Objective: This review addresses the latest advances in research on the role of macrophages in fracture healing, exploring their relationship with failures in bone consolidation and the perspectives for the development of advanced and innovative therapies to promote bone regeneration. Background: The bone can fully restore its form and function after a fracture. However, the regenerative process of fracture healing is complex and is influenced by several factors, including macrophage activity. These cells have been found in the fracture site at all stages of bone regeneration, and their general depletion or the knockdown of receptors that mediate their differentiation, polarization, and/or function result in impaired fracture healing.
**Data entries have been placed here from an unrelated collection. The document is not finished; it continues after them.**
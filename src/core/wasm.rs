//! WebAssembly backend using wasmtime.
//!
//! The binary must export `add(i32,i32)->i32`, `multiply(i32,i32)->i32` and
//! `sum(i32)->i32`. Each export is looked up and type-checked before the
//! backend is handed out; any mismatch rejects the whole binary.
//!
//! Enable with the `wasm` feature flag.

use std::sync::Mutex;

use wasmtime::{Engine, Instance, Module, Store, TypedFunc};

use crate::backend::{native_add, native_multiply, native_sum, ComputeBackend, Origin};
use crate::error::BackendUnavailable;

struct WasmInstance {
    store: Store<()>,
    add: TypedFunc<(i32, i32), i32>,
    multiply: TypedFunc<(i32, i32), i32>,
    sum: TypedFunc<i32, i32>,
}

/// Compute backend backed by an instantiated WebAssembly module.
pub struct WasmBackend {
    // wasmtime calls need `&mut Store`.
    inner: Mutex<WasmInstance>,
}

impl WasmBackend {
    /// Compile and instantiate `bytes`, validating the three exports.
    ///
    /// Only the binary format is accepted; WAT text is rejected. The module
    /// gets no imports; one that needs any fails to instantiate.
    pub fn from_bytes(bytes: &[u8]) -> Result<Self, BackendUnavailable> {
        let engine = Engine::default();
        let module = Module::from_binary(&engine, bytes)
            .map_err(|e| BackendUnavailable::Compile(e.to_string()))?;
        let mut store = Store::new(&engine, ());
        let instance = Instance::new(&mut store, &module, &[])
            .map_err(|e| BackendUnavailable::Compile(e.to_string()))?;

        let add = typed_export::<(i32, i32)>(&instance, &mut store, "add")?;
        let multiply = typed_export::<(i32, i32)>(&instance, &mut store, "multiply")?;
        let sum = typed_export::<i32>(&instance, &mut store, "sum")?;

        Ok(Self {
            inner: Mutex::new(WasmInstance {
                store,
                add,
                multiply,
                sum,
            }),
        })
    }

    fn call<P: wasmtime::WasmParams>(
        &self,
        op: &'static str,
        params: P,
        pick: impl FnOnce(&WasmInstance) -> TypedFunc<P, i32>,
        native: impl FnOnce() -> i32,
    ) -> i32 {
        let Ok(mut guard) = self.inner.lock() else {
            tracing::warn!("wasm `{}` skipped: instance lock poisoned", op);
            return native();
        };
        let func = pick(&guard);
        match func.call(&mut guard.store, params) {
            Ok(v) => v,
            Err(e) => {
                tracing::warn!("wasm `{}` trapped, using native result: {}", op, e);
                native()
            }
        }
    }
}

fn typed_export<P: wasmtime::WasmParams>(
    instance: &Instance,
    store: &mut Store<()>,
    name: &'static str,
) -> Result<TypedFunc<P, i32>, BackendUnavailable> {
    let func = instance
        .get_func(&mut *store, name)
        .ok_or_else(|| BackendUnavailable::Export {
            name,
            reason: "missing function export".to_string(),
        })?;
    func.typed::<P, i32>(&*store)
        .map_err(|e| BackendUnavailable::Export {
            name,
            reason: e.to_string(),
        })
}

impl ComputeBackend for WasmBackend {
    fn add(&self, a: i32, b: i32) -> i32 {
        self.call("add", (a, b), |i| i.add.clone(), || native_add(a, b))
    }

    fn multiply(&self, a: i32, b: i32) -> i32 {
        self.call(
            "multiply",
            (a, b),
            |i| i.multiply.clone(),
            || native_multiply(a, b),
        )
    }

    fn sum(&self, n: i32) -> i32 {
        self.call("sum", n, |i| i.sum.clone(), || native_sum(n))
    }

    fn origin(&self) -> Origin {
        Origin::Wasm
    }
}

impl std::fmt::Debug for WasmBackend {
    fn fmt(&self, f: &mut std::fmt::Formatter<'_>) -> std::fmt::Result {
        f.debug_struct("WasmBackend").finish_non_exhaustive()
    }
}
//! Loader configuration.
//!
//! Values come from an optional JSON file and are then overridden by
//! environment variables:
//!
//! - `WASMCOMPUTE_PUBLIC_URL`: base URL or directory; the artifact is
//!   `<base>/wasm/compute.wasm`
//! - `WASMCOMPUTE_ARTIFACT`: full artifact URL or path (wins over the base)
//! - `WASMCOMPUTE_BACKEND`: `auto` | `fallback`

#[cfg(feature = "serde")]
use serde::{Deserialize, Serialize};

use crate::source::ArtifactLocation;

pub const ENV_PUBLIC_URL: &str = "WASMCOMPUTE_PUBLIC_URL";
pub const ENV_ARTIFACT: &str = "WASMCOMPUTE_ARTIFACT";
pub const ENV_BACKEND: &str = "WASMCOMPUTE_BACKEND";

/// Backend selection policy.
#[derive(Debug, Clone, Copy, Default, PartialEq, Eq)]
#[cfg_attr(feature = "serde", derive(Serialize, Deserialize))]
#[cfg_attr(feature = "serde", serde(rename_all = "lowercase"))]
pub enum BackendMode {
    /// Try the binary, fall back on any failure.
    #[default]
    Auto,
    /// Never fetch; always use the native fallback.
    Fallback,
}

impl BackendMode {
    pub fn parse(s: &str) -> Option<Self> {
        match s.trim().to_ascii_lowercase().as_str() {
            "auto" | "wasm" => Some(BackendMode::Auto),
            "fallback" | "native" => Some(BackendMode::Fallback),
            _ => None,
        }
    }
}

#[derive(Debug, Clone, Default, PartialEq, Eq)]
#[cfg_attr(feature = "serde", derive(Serialize, Deserialize))]
#[cfg_attr(feature = "serde", serde(default))]
pub struct ComputeConfig {
    pub public_url: Option<String>,
    pub artifact: Option<String>,
    pub backend: BackendMode,
}

impl ComputeConfig {
    /// Defaults overridden by the process environment.
    pub fn from_env() -> Self {
        let mut cfg = Self::default();
        cfg.apply_env(|k| std::env::var(k).ok());
        cfg
    }

    /// Parse a JSON config file body.
    #[cfg(feature = "serde")]
    pub fn from_json(s: &str) -> Result<Self, serde_json::Error> {
        serde_json::from_str(s)
    }

    /// Override fields from `lookup` (normally `std::env::var`).
    pub fn apply_env(&mut self, lookup: impl Fn(&str) -> Option<String>) {
        if let Some(v) = lookup(ENV_PUBLIC_URL) {
            self.public_url = Some(v);
        }
        if let Some(v) = lookup(ENV_ARTIFACT) {
            self.artifact = Some(v);
        }
        if let Some(v) = lookup(ENV_BACKEND) {
            match BackendMode::parse(&v) {
                Some(mode) => self.backend = mode,
                None => tracing::warn!("Unknown {} value: {}", ENV_BACKEND, v),
            }
        }
    }

    /// Resolved artifact location.
    pub fn artifact_location(&self) -> ArtifactLocation {
        match self.artifact.as_deref().map(str::trim).filter(|s| !s.is_empty()) {
            Some(a) => ArtifactLocation::parse(a),
            None => ArtifactLocation::from_base(self.public_url.as_deref()),
        }
    }
}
Methods: The literature search was carried out in the PubMed database, using combinations of the keywords "macrophage", "fracture healing, "bone regeneration", and "bone repair". Articles published within the last years (2017-2022) reporting evidence from in vivo long bone fracture healing experiments were included. Conclusions: Studies published in the last five years on the role of macrophages in fracture healing strengthened the idea that what appears to be essential when it comes to a successful consolidation is the right balance between the M1/M2 populations, which have different but complementary roles in the process. These findings opened promising new avenues for the development of several macrophage-targeted therapies, including the administration of molecules and/or biomaterials intended to regulate macrophage differentiation and polarization, the local transplantation of macrophage precursors, and the use of exosomes to deliver signaling molecules that influence macrophage activities. However, more research is still warranted to better understand the diversity of macrophage phenotypes and their specific roles in each step of fracture healing and to decipher the key molecular mechanisms involved in the in vivo crosstalk between macrophages and other microenvironmental cell types, such as endothelial and skeletal stem/progenitor cells.